Work instructions: Transcribe the records in full, keeping every word exactly as given.

[Supplied material — start]

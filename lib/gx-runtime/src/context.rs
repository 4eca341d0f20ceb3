//! Explicit instance and invocation contexts

use crate::client::RpcClient;
use crate::proxy::RemoteService;
use gx_core::{ServiceDescriptor, TraceContext, TracePath};
use gx_transport::Transport;
use std::sync::Arc;

/// Everything a running instance shares between its components.
///
/// Built once by [`crate::Service::start`] and handed to the announcer, the
/// dispatcher and every proxy; there is no process-wide state.
#[derive(Clone)]
pub struct MeshContext {
    descriptor: Arc<ServiceDescriptor>,
    transport: Arc<dyn Transport>,
    client: Arc<RpcClient>,
}

impl MeshContext {
    pub fn new(
        descriptor: Arc<ServiceDescriptor>,
        transport: Arc<dyn Transport>,
        client: Arc<RpcClient>,
    ) -> Self {
        Self {
            descriptor,
            transport,
            client,
        }
    }

    pub fn descriptor(&self) -> &ServiceDescriptor {
        &self.descriptor
    }

    pub fn transport(&self) -> &Arc<dyn Transport> {
        &self.transport
    }

    /// Proxy for `identifier` whose calls derive their paths from `trace`
    pub fn remote(&self, identifier: &str, trace: Arc<TraceContext>) -> RemoteService {
        RemoteService::new(identifier, self.client.clone(), trace)
    }
}

/// Context handed to a handler for the duration of one invocation.
///
/// Its trace frame starts at the caller's path, so remote calls made from the
/// handler nest under the call that triggered it.
#[derive(Clone)]
pub struct CallContext {
    mesh: MeshContext,
    trace: Arc<TraceContext>,
    method: Option<String>,
}

impl CallContext {
    /// Context for handling `method` on behalf of a caller at `trace_id`
    pub fn invocation(mesh: MeshContext, trace_id: TracePath, method: impl Into<String>) -> Self {
        Self {
            mesh,
            trace: Arc::new(TraceContext::new(trace_id)),
            method: Some(method.into()),
        }
    }

    /// Context sharing the instance's own idle frame
    pub fn idle(mesh: MeshContext, trace: Arc<TraceContext>) -> Self {
        Self {
            mesh,
            trace,
            method: None,
        }
    }

    pub fn remote(&self, identifier: &str) -> RemoteService {
        self.mesh.remote(identifier, self.trace.clone())
    }

    pub fn descriptor(&self) -> &ServiceDescriptor {
        self.mesh.descriptor()
    }

    /// Method being executed, `None` outside an invocation
    pub fn method(&self) -> Option<&str> {
        self.method.as_deref()
    }

    /// Current path of this frame
    pub fn trace_path(&self) -> TracePath {
        self.trace.current()
    }
}
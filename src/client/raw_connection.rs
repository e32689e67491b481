//! Raw TCP transport with RESP framing
//!
//! A blocking connection with buffered reader/writer split, used both as
//! the shared submit lane of a node client and as the backing socket of a
//! dedicated wire. Socket failures surface as transport errors and
//! malformed frames as protocol errors; callers treat either as grounds
//! to discard the connection.

use std::io;
use std::net::{TcpStream, ToSocketAddrs};

use crate::config::ConnectionOptions;
use crate::utils::{ClientError, ProtocolError, RespDecoder, RespEncoder, RespValue, Result};

pub struct RawConnection {
    writer: io::BufWriter<TcpStream>,
    reader: io::BufReader<TcpStream>,
    encoder: RespEncoder,
}

impl RawConnection {
    /// Dial `addr` ("host:port"), configure the socket, and run the AUTH
    /// preamble when credentials are configured.
    pub fn connect(addr: &str, options: &ConnectionOptions) -> Result<Self> {
        let socket_addr = addr
            .to_socket_addrs()?
            .next()
            .ok_or_else(|| io::Error::new(io::ErrorKind::NotFound, "no addresses found"))
            .map_err(ClientError::from)?;

        let stream = TcpStream::connect_timeout(&socket_addr, options.connect_timeout())
            .map_err(ClientError::from)?;

        stream.set_nodelay(true).ok();
        stream.set_read_timeout(Some(options.read_timeout())).ok();
        stream.set_write_timeout(Some(options.write_timeout())).ok();

        let writer = io::BufWriter::with_capacity(65536, stream.try_clone().map_err(ClientError::from)?);
        let reader = io::BufReader::with_capacity(65536, stream);

        let mut conn = Self {
            writer,
            reader,
            encoder: RespEncoder::with_capacity(256),
        };

        if let Some(auth) = &options.auth {
            conn.authenticate(&auth.password, auth.username.as_deref())?;
        }

        Ok(conn)
    }

    /// Submit one command and await its reply
    pub fn submit(&mut self, args: &[Vec<u8>]) -> Result<RespValue> {
        self.encoder.clear();
        self.encoder.encode_command(args);
        self.flush_encoded()?;
        RespDecoder::new(&mut self.reader).decode()
    }

    /// Submit a pipeline and await all replies in order
    pub fn submit_pipeline(&mut self, batches: &[&[Vec<u8>]]) -> Result<Vec<RespValue>> {
        self.encoder.clear();
        for args in batches {
            self.encoder.encode_command(args);
        }
        self.flush_encoded()?;
        RespDecoder::new(&mut self.reader).decode_pipeline(batches.len())
    }

    fn flush_encoded(&mut self) -> Result<()> {
        use io::Write;
        self.writer.write_all(self.encoder.as_bytes())?;
        self.writer.flush()?;
        Ok(())
    }

    fn authenticate(&mut self, password: &str, username: Option<&str>) -> Result<()> {
        let args: Vec<Vec<u8>> = match username {
            Some(user) => vec![
                b"AUTH".to_vec(),
                user.as_bytes().to_vec(),
                password.as_bytes().to_vec(),
            ],
            None => vec![b"AUTH".to_vec(), password.as_bytes().to_vec()],
        };

        match self.submit(&args)? {
            RespValue::SimpleString(s) if s == "OK" => Ok(()),
            RespValue::Error(e) => Err(ClientError::Server(e)),
            other => Err(ProtocolError::UnexpectedResponse {
                expected: "OK".into(),
                actual: format!("{:?}", other),
            }
            .into()),
        }
    }
}
//! valkey-cluster-client
//!
//! A cluster-aware client for Valkey-compatible servers. Commands are
//! routed to the primary owning their key's hash slot; `MOVED`/`ASK`/
//! `TRYAGAIN` redirections are followed transparently; topology
//! refreshes are coalesced so a redirect storm costs one query. Read
//! commands can be served from a per-connection client-side cache, a
//! dedicated session pins one wire for transactional work, and the
//! repository layer maps typed records onto hash entities guarded by an
//! optimistic version field.

pub mod client;
pub mod cluster;
pub mod command;
pub mod config;
pub mod repo;
pub mod script;
pub mod utils;

#[cfg(test)]
pub(crate) mod testkit;

pub use client::{Conn, ConnFactory, NodeConnection, Wire};
pub use cluster::{ClusterClient, DedicatedSession};
pub use command::{Command, CommandBuilder, ANY_SLOT, SLOT_COUNT};
pub use config::{AuthConfig, ClusterOptions, ConnectionOptions, PubSubHandlers, SubscribeSource};
pub use repo::{HashRecord, HashRepository, VERSION_FIELD};
pub use script::Script;
pub use utils::{ClientError, ProtocolError, Redirect, RespValue, Result};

[Supplied material — finish]

Exercise answer:
filename lib/gx-runtime/src/context.rs
repository 4eca341d0f20ceb3
//! Explicit instance and invocation contexts

use crate::client::RpcClient;
use crate::proxy::RemoteService;
use gx_core::{ServiceDescriptor, TraceContext, TracePath};
use gx_transport::Transport;
use std::sync::Arc;

/// Everything a running instance shares between its components.
///
/// Built once by [`crate::Service::start`] and handed to the announcer, the
/// dispatcher and every proxy; there is no process-wide state.
#[derive(Clone)]
pub struct MeshContext {
    descriptor: Arc<ServiceDescriptor>,
    transport: Arc<dyn Transport>,
    client: Arc<RpcClient>,
}

impl MeshContext {
    pub fn new(
        descriptor: Arc<ServiceDescriptor>,
        transport: Arc<dyn Transport>,
        client: Arc<RpcClient>,
    ) -> Self {
        Self {
            descriptor,
            transport,
            client,
        }
    }

    pub fn descriptor(&self) -> &ServiceDescriptor {
        &self.descriptor
    }

    pub fn transport(&self) -> &Arc<dyn Transport> {
        &self.transport
    }

    /// Proxy for `identifier` whose calls derive their paths from `trace`
    pub fn remote(&self, identifier: &str, trace: Arc<TraceContext>) -> RemoteService {
        RemoteService::new(identifier, self.client.clone(), trace)
    }
}

/// Context handed to a handler for the duration of one invocation.
///
/// Its trace frame starts at the caller's path, so remote calls made from the
/// handler nest under the call that triggered it.
#[derive(Clone)]
pub struct CallContext {
    mesh: MeshContext,
    trace: Arc<TraceContext>,
    method: Option<String>,
}

impl CallContext {
    /// Context for handling `method` on behalf of a caller at `trace_id`
    pub fn invocation(mesh: MeshContext, trace_id: TracePath, method: impl Into<String>) -> Self {
        Self {
            mesh,
            trace: Arc::new(TraceContext::new(trace_id)),
            method: Some(method.into()),
        }
    }

    /// Context sharing the instance's own idle frame
    pub fn idle(mesh: MeshContext, trace: Arc<TraceContext>) -> Self {
        Self {
            mesh,
            trace,
            method: None,
        }
    }

    pub fn remote(&self, identifier: &str) -> RemoteService {
        self.mesh.remote(identifier, self.trace.clone())
    }

    pub fn descriptor(&self) -> &ServiceDescriptor {
        self.mesh.descriptor()
    }

    /// Method being executed, `None` outside an invocation
    pub fn method(&self) -> Option<&str> {
        self.method.as_deref()
    }

    /// Current path of this frame
    pub fn trace_path(&self) -> TracePath {
        self.trace.current()
    }
}
filename src/client/raw_connection.rs
repository e32689e67491b481
//! Raw TCP transport with RESP framing
//!
//! A blocking connection with buffered reader/writer split, used both as
//! the shared submit lane of a node client and as the backing socket of a
//! dedicated wire. Socket failures surface as transport errors and
//! malformed frames as protocol errors; callers treat either as grounds
//! to discard the connection.

use std::io;
use std::net::{TcpStream, ToSocketAddrs};

use crate::config::ConnectionOptions;
use crate::utils::{ClientError, ProtocolError, RespDecoder, RespEncoder, RespValue, Result};

pub struct RawConnection {
    writer: io::BufWriter<TcpStream>,
    reader: io::BufReader<TcpStream>,
    encoder: RespEncoder,
}

impl RawConnection {
    /// Dial `addr` ("host:port"), configure the socket, and run the AUTH
    /// preamble when credentials are configured.
    pub fn connect(addr: &str, options: &ConnectionOptions) -> Result<Self> {
        let socket_addr = addr
            .to_socket_addrs()?
            .next()
            .ok_or_else(|| io::Error::new(io::ErrorKind::NotFound, "no addresses found"))
            .map_err(ClientError::from)?;

        let stream = TcpStream::connect_timeout(&socket_addr, options.connect_timeout())
            .map_err(ClientError::from)?;

        stream.set_nodelay(true).ok();
        stream.set_read_timeout(Some(options.read_timeout())).ok();
        stream.set_write_timeout(Some(options.write_timeout())).ok();

        let writer = io::BufWriter::with_capacity(65536, stream.try_clone().map_err(ClientError::from)?);
        let reader = io::BufReader::with_capacity(65536, stream);

        let mut conn = Self {
            writer,
            reader,
            encoder: RespEncoder::with_capacity(256),
        };

        if let Some(auth) = &options.auth {
            conn.authenticate(&auth.password, auth.username.as_deref())?;
        }

        Ok(conn)
    }

    /// Submit one command and await its reply
    pub fn submit(&mut self, args: &[Vec<u8>]) -> Result<RespValue> {
        self.encoder.clear();
        self.encoder.encode_command(args);
        self.flush_encoded()?;
        RespDecoder::new(&mut self.reader).decode()
    }

    /// Submit a pipeline and await all replies in order
    pub fn submit_pipeline(&mut self, batches: &[&[Vec<u8>]]) -> Result<Vec<RespValue>> {
        self.encoder.clear();
        for args in batches {
            self.encoder.encode_command(args);
        }
        self.flush_encoded()?;
        RespDecoder::new(&mut self.reader).decode_pipeline(batches.len())
    }

    fn flush_encoded(&mut self) -> Result<()> {
        use io::Write;
        self.writer.write_all(self.encoder.as_bytes())?;
        self.writer.flush()?;
        Ok(())
    }

    fn authenticate(&mut self, password: &str, username: Option<&str>) -> Result<()> {
        let args: Vec<Vec<u8>> = match username {
            Some(user) => vec![
                b"AUTH".to_vec(),
                user.as_bytes().to_vec(),
                password.as_bytes().to_vec(),
            ],
            None => vec![b"AUTH".to_vec(), password.as_bytes().to_vec()],
        };

        match self.submit(&args)? {
            RespValue::SimpleString(s) if s == "OK" => Ok(()),
            RespValue::Error(e) => Err(ClientError::Server(e)),
            other => Err(ProtocolError::UnexpectedResponse {
                expected: "OK".into(),
                actual: format!("{:?}", other),
            }
            .into()),
        }
    }
}
//! valkey-cluster-client
//!
//! A cluster-aware client for Valkey-compatible servers. Commands are
//! routed to the primary owning their key's hash slot; `MOVED`/`ASK`/
//! `TRYAGAIN` redirections are followed transparently; topology
//! refreshes are coalesced so a redirect storm costs one query. Read
//! commands can be served from a per-connection client-side cache, a
//! dedicated session pins one wire for transactional work, and the
//! repository layer maps typed records onto hash entities guarded by an
//! optimistic version field.

pub mod client;
pub mod cluster;
pub mod command;
pub mod config;
pub mod repo;
pub mod script;
pub mod utils;

#[cfg(test)]
pub(crate) mod testkit;

pub use client::{Conn, ConnFactory, NodeConnection, Wire};
pub use cluster::{ClusterClient, DedicatedSession};
pub use command::{Command, CommandBuilder, ANY_SLOT, SLOT_COUNT};
pub use config::{AuthConfig, ClusterOptions, ConnectionOptions, PubSubHandlers, SubscribeSource};
pub use repo::{HashRecord, HashRepository, VERSION_FIELD};
pub use script::Script;
pub use utils::{ClientError, ProtocolError, Redirect, RespValue, Result};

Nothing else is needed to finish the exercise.